Néanmoins, votre rapporteur ne contestera pas le bien fondé de cette initiative qui va dans le sens d'un rééquilibrage de l'offre culturelle entre Paris et les régions. Elle permettra de renforcer les collections des musées récemment créés ou rénovés, de faire bénéficier les musées plus systématiquement que par le passé d'oeuvres récemment entrées dans les collections nationales, de conforter les fonds existants mais également, de manière à la fois plus prestigieuse mais aussi plus ponctuelle, de systématiser la présentation exceptionnelle pour une durée d'un an d'un grand chef-d'oeuvre des collections nationales dans un musée de région.

2. Assurer la gestion et l'enrichissement des collections nationales : une condition nécessaire pour assurer le rayonnement des musées.

A l'instar de ce qu'il soulignait en matière de politique du patrimoine, votre rapporteur considère que l'élargissement des publics des musées peut certes résulter de mesures destinées à démocratiser leur accès mais ne peut être assuré à long terme que par un effort soutenu de mise en valeur des collections .

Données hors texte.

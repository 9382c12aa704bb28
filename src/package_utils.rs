//! Small helpers for handling package identifiers.

use std::collections::HashSet;

/// Characters that never need quoting in a POSIX shell word
fn is_shell_safe(c: char) -> bool {
    c.is_ascii_alphanumeric() || matches!(c, '@' | '%' | '+' | '=' | ':' | ',' | '.' | '/' | '_' | '-')
}

/// Quote a single identifier for a POSIX shell.
///
/// Identifiers made only of safe characters are returned verbatim; anything
/// else is wrapped in single quotes with embedded quotes escaped as `'\''`.
pub fn shell_quote(word: &str) -> String {
    if !word.is_empty() && word.chars().all(is_shell_safe) {
        return word.to_string();
    }
    format!("'{}'", word.replace('\'', r"'\''"))
}

/// Quote each identifier and join them with single spaces
pub fn join_quoted<S: AsRef<str>>(words: &[S]) -> String {
    words
        .iter()
        .map(|w| shell_quote(w.as_ref()))
        .collect::<Vec<_>>()
        .join(" ")
}

/// Whether a string is usable as a package identifier
pub fn is_valid_identifier(id: &str) -> bool {
    !id.is_empty() && !id.chars().any(char::is_whitespace)
}

/// Whether a value can be placed on one Containerfile line.
///
/// A line break would end the instruction and start a new one.
pub fn is_single_line(value: &str) -> bool {
    !value.contains(['\n', '\r'])
}

/// Remove duplicates while keeping the first occurrence of each entry
pub fn dedup_preserving_order(items: impl IntoIterator<Item = String>) -> Vec<String> {
    let mut seen = HashSet::new();
    items
        .into_iter()
        .filter(|item| seen.insert(item.clone()))
        .collect()
}

/// Parse a space/comma-separated package list into individual identifiers.
///
/// Handles both "pkg1 pkg2 pkg3" and "pkg1,pkg2,pkg3" formats.
pub fn parse_package_list(input: &str) -> Vec<String> {
    input
        .split(|c: char| c == ',' || c.is_whitespace())
        .map(|s| s.trim().to_string())
        .filter(|s| !s.is_empty())
        .collect()
}
//! Build blueprint handling.
//!
//! A blueprint selects the target image, the desktop, and a list of modules:
//!
//! ```yaml
//! image:
//!   type: fedora
//!   base: quay.io/fedora/fedora-bootc:41
//! desktop:
//!   window_manager: sway
//!   include_common: true
//! modules:
//!   - type: packages
//!     install: [htop]
//!   - type: systemd
//!     enable: [sddm.service]
//! ```
//!
//! Unknown keys are rejected instead of being silently ignored.

use std::fs;
use std::path::{Path, PathBuf};

use serde::{Deserialize, Serialize};

use crate::error::{BootcraftError, Result};
use crate::package_utils::{is_single_line, is_valid_identifier};
use crate::types::{InstallMode, SetKind};

/// Category used for module packages that do not name one
pub const DEFAULT_MODULE_CATEGORY: &str = "extra";

fn default_true() -> bool {
    true
}

/// Top-level blueprint
#[derive(Debug, Clone, PartialEq, Serialize, Deserialize)]
#[serde(deny_unknown_fields)]
pub struct BuildConfig {
    pub image: ImageConfig,
    #[serde(default)]
    pub desktop: DesktopSelection,
    #[serde(default)]
    pub modules: Vec<ModuleConfig>,
    /// Where the blueprint was loaded from
    #[serde(skip)]
    pub source: PathBuf,
}

/// Target image options
#[derive(Debug, Clone, PartialEq, Serialize, Deserialize)]
#[serde(deny_unknown_fields)]
pub struct ImageConfig {
    /// Image type, mapped onto a distro family
    #[serde(rename = "type")]
    pub image_type: String,
    /// Base image reference; the distro default when unset
    #[serde(default, skip_serializing_if = "Option::is_none")]
    pub base: Option<String>,
    /// Run a full package update before installing
    #[serde(default)]
    pub update: bool,
    #[serde(default)]
    pub install_mode: InstallMode,
    /// Finish with `bootc container lint`
    #[serde(default = "default_true")]
    pub lint: bool,
}

/// Desktop selection: at most one of window manager or desktop environment
#[derive(Debug, Clone, PartialEq, Serialize, Deserialize)]
#[serde(deny_unknown_fields)]
pub struct DesktopSelection {
    #[serde(default, skip_serializing_if = "Option::is_none")]
    pub window_manager: Option<String>,
    #[serde(default, skip_serializing_if = "Option::is_none")]
    pub desktop_environment: Option<String>,
    #[serde(default = "default_true")]
    pub include_common: bool,
}

impl Default for DesktopSelection {
    fn default() -> Self {
        Self {
            window_manager: None,
            desktop_environment: None,
            include_common: true,
        }
    }
}

impl DesktopSelection {
    /// The selected set, if any.
    ///
    /// Fails when both a window manager and a desktop environment are set.
    pub fn selected(&self) -> Result<Option<(SetKind, &str)>> {
        match (&self.window_manager, &self.desktop_environment) {
            (Some(wm), Some(de)) => Err(BootcraftError::ConflictingSelection {
                window_manager: wm.clone(),
                desktop_environment: de.clone(),
            }),
            (Some(wm), None) => Ok(Some((SetKind::WindowManager, wm.as_str()))),
            (None, Some(de)) => Ok(Some((SetKind::DesktopEnvironment, de.as_str()))),
            (None, None) => Ok(None),
        }
    }
}

/// A build module, tagged by `type`
#[derive(Debug, Clone, PartialEq, Serialize, Deserialize)]
#[serde(tag = "type", rename_all = "kebab-case")]
pub enum ModuleConfig {
    Packages(PackagesModule),
    Systemd(SystemdModule),
    Files(FilesModule),
    Script(ScriptModule),
}

#[derive(Debug, Clone, Default, PartialEq, Serialize, Deserialize)]
#[serde(deny_unknown_fields)]
pub struct PackagesModule {
    #[serde(default)]
    pub install: Vec<String>,
    #[serde(default)]
    pub remove: Vec<String>,
    #[serde(default, skip_serializing_if = "Option::is_none")]
    pub category: Option<String>,
}

impl PackagesModule {
    pub fn category(&self) -> &str {
        self.category.as_deref().unwrap_or(DEFAULT_MODULE_CATEGORY)
    }
}

#[derive(Debug, Clone, Default, PartialEq, Serialize, Deserialize)]
#[serde(deny_unknown_fields)]
pub struct SystemdModule {
    #[serde(default)]
    pub enable: Vec<String>,
    #[serde(default)]
    pub disable: Vec<String>,
}

#[derive(Debug, Clone, Default, PartialEq, Serialize, Deserialize)]
#[serde(deny_unknown_fields)]
pub struct FilesModule {
    pub files: Vec<FileCopy>,
}

#[derive(Debug, Clone, PartialEq, Serialize, Deserialize)]
#[serde(deny_unknown_fields)]
pub struct FileCopy {
    pub source: String,
    pub destination: String,
}

#[derive(Debug, Clone, Default, PartialEq, Serialize, Deserialize)]
#[serde(deny_unknown_fields)]
pub struct ScriptModule {
    pub run: Vec<String>,
}

impl BuildConfig {
    /// Create a blueprint for an image type with no desktop and no modules
    pub fn new(image_type: impl Into<String>) -> Self {
        Self {
            image: ImageConfig {
                image_type: image_type.into(),
                base: None,
                update: false,
                install_mode: InstallMode::default(),
                lint: true,
            },
            desktop: DesktopSelection::default(),
            modules: Vec::new(),
            source: PathBuf::new(),
        }
    }

    /// Parse a blueprint from YAML text; `source` is used for diagnostics
    pub fn from_yaml_str(content: &str, source: &Path) -> Result<Self> {
        let mut config: Self = serde_yaml::from_str(content)
            .map_err(|e| BootcraftError::parse(source, e.to_string()))?;
        config.source = source.to_path_buf();
        Ok(config)
    }

    /// Load a blueprint from a YAML file
    pub fn load_from_file<P: AsRef<Path>>(path: P) -> Result<Self> {
        let path = path.as_ref();
        let content = fs::read_to_string(path).map_err(|e| match e.kind() {
            std::io::ErrorKind::NotFound => {
                BootcraftError::not_found("blueprint", path.display().to_string(), path)
            }
            _ => BootcraftError::io(path, e),
        })?;
        Self::from_yaml_str(&content, path)
    }

    /// Save the blueprint as YAML
    pub fn save_to_file<P: AsRef<Path>>(&self, path: P) -> Result<()> {
        let path = path.as_ref();
        let yaml = serde_yaml::to_string(self).map_err(|e| BootcraftError::parse(path, e.to_string()))?;
        fs::write(path, yaml).map_err(|e| BootcraftError::io(path, e))
    }

    /// Validate the blueprint
    pub fn validate(&self) -> Result<()> {
        let source = self.source.as_path();

        if self.image.image_type.trim().is_empty() {
            return Err(BootcraftError::parse(source, "image.type must not be empty"));
        }
        if let Some(base) = &self.image.base {
            if base.trim().is_empty() {
                return Err(BootcraftError::parse(source, "image.base must not be empty"));
            }
            if !is_single_line(base) {
                return Err(BootcraftError::parse(source, "image.base must be a single line"));
            }
        }

        for (field, value) in [
            ("desktop.window_manager", &self.desktop.window_manager),
            ("desktop.desktop_environment", &self.desktop.desktop_environment),
        ] {
            if value.as_deref().is_some_and(|v| v.trim().is_empty()) {
                return Err(BootcraftError::parse(source, format!("{} must not be empty", field)));
            }
            if value.as_deref().is_some_and(|v| !is_single_line(v)) {
                return Err(BootcraftError::parse(source, format!("{} must be a single line", field)));
            }
        }
        self.desktop.selected()?;

        for (index, module) in self.modules.iter().enumerate() {
            module
                .validate()
                .map_err(|message| BootcraftError::parse(source, format!("modules[{}]: {}", index, message)))?;
        }

        Ok(())
    }
}

impl ModuleConfig {
    /// Module type as written in the blueprint
    pub fn type_name(&self) -> &'static str {
        match self {
            ModuleConfig::Packages(_) => "packages",
            ModuleConfig::Systemd(_) => "systemd",
            ModuleConfig::Files(_) => "files",
            ModuleConfig::Script(_) => "script",
        }
    }

    fn validate(&self) -> std::result::Result<(), String> {
        let check_ids = |field: &str, ids: &[String]| {
            match ids.iter().find(|id| !is_valid_identifier(id)) {
                Some(bad) => Err(format!("invalid {} entry '{}'", field, bad)),
                None => Ok(()),
            }
        };

        match self {
            ModuleConfig::Packages(m) => {
                check_ids("install", &m.install)?;
                check_ids("remove", &m.remove)?;
                if m.category.as_deref().is_some_and(|c| c.trim().is_empty()) {
                    return Err("category must not be empty".to_string());
                }
                if m.category.as_deref().is_some_and(|c| !is_single_line(c)) {
                    return Err("category must be a single line".to_string());
                }
            }
            ModuleConfig::Systemd(m) => {
                check_ids("enable", &m.enable)?;
                check_ids("disable", &m.disable)?;
            }
            ModuleConfig::Files(m) => {
                if let Some(copy) = m
                    .files
                    .iter()
                    .find(|f| f.source.trim().is_empty() || f.destination.trim().is_empty())
                {
                    return Err(format!(
                        "file copy '{}' -> '{}' needs both source and destination",
                        copy.source, copy.destination
                    ));
                }
                if m
                    .files
                    .iter()
                    .any(|f| !is_single_line(&f.source) || !is_single_line(&f.destination))
                {
                    return Err("file copy paths must be single lines".to_string());
                }
            }
            ModuleConfig::Script(m) => {
                if m.run.iter().any(|cmd| cmd.trim().is_empty()) {
                    return Err("script commands must not be empty".to_string());
                }
                if let Some(cmd) = m.run.iter().find(|cmd| !is_single_line(cmd)) {
                    return Err(format!("script command {:?} spans several lines", cmd));
                }
            }
        }
        Ok(())
    }
}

a) Assurer dans de bonnes conditions le fonctionnement des musées

L'engouement suscité par les musées depuis le début des années 70 résulte pour une large part de la rénovation de leur image, qui doit beaucoup à l'ampleur des investissements qui leur ont été consacrés.

Afin de continuer à tirer profit de ce considérable effort budgétaire, il convient d'accorder une attention particulière aux modalités de fonctionnement des musées, de manière à assurer la présentation des collections dans des conditions satisfaisantes.

A cet égard, les moyens dont disposeront les musées pour remédier au déficit endémique des personnels de surveillance, d'une part, et pour assurer leurs dépenses d'équipement, d'autre part, seront décisifs.

L'emploi précaire s'est largement développé dans les musées faute de créations d'emploi en nombre suffisant pour tenir compte des nouveaux besoins apparus sous l'effet de l'accroissement des espaces d'exposition.

Compte tenu des conséquences de cette situation sur les conditions d'ouverture au public des musées, on ne pourra que se féliciter qu'ils bénéficient de l'effort de création d'emplois consenti en 2000 qui devrait contribuer à accroître leurs effectifs de personnels titulaires. Cependant, il faut souligner que l'augmentation du nombre de titulaires n'est en aucun cas synonyme d'une progression globale des effectifs, bien au contraire.

Outre des personnels en nombre suffisant, une gestion bien comprise des musées doit permettre d'assurer dans des conditions satisfaisantes l'entretien des bâtiments et des équipements.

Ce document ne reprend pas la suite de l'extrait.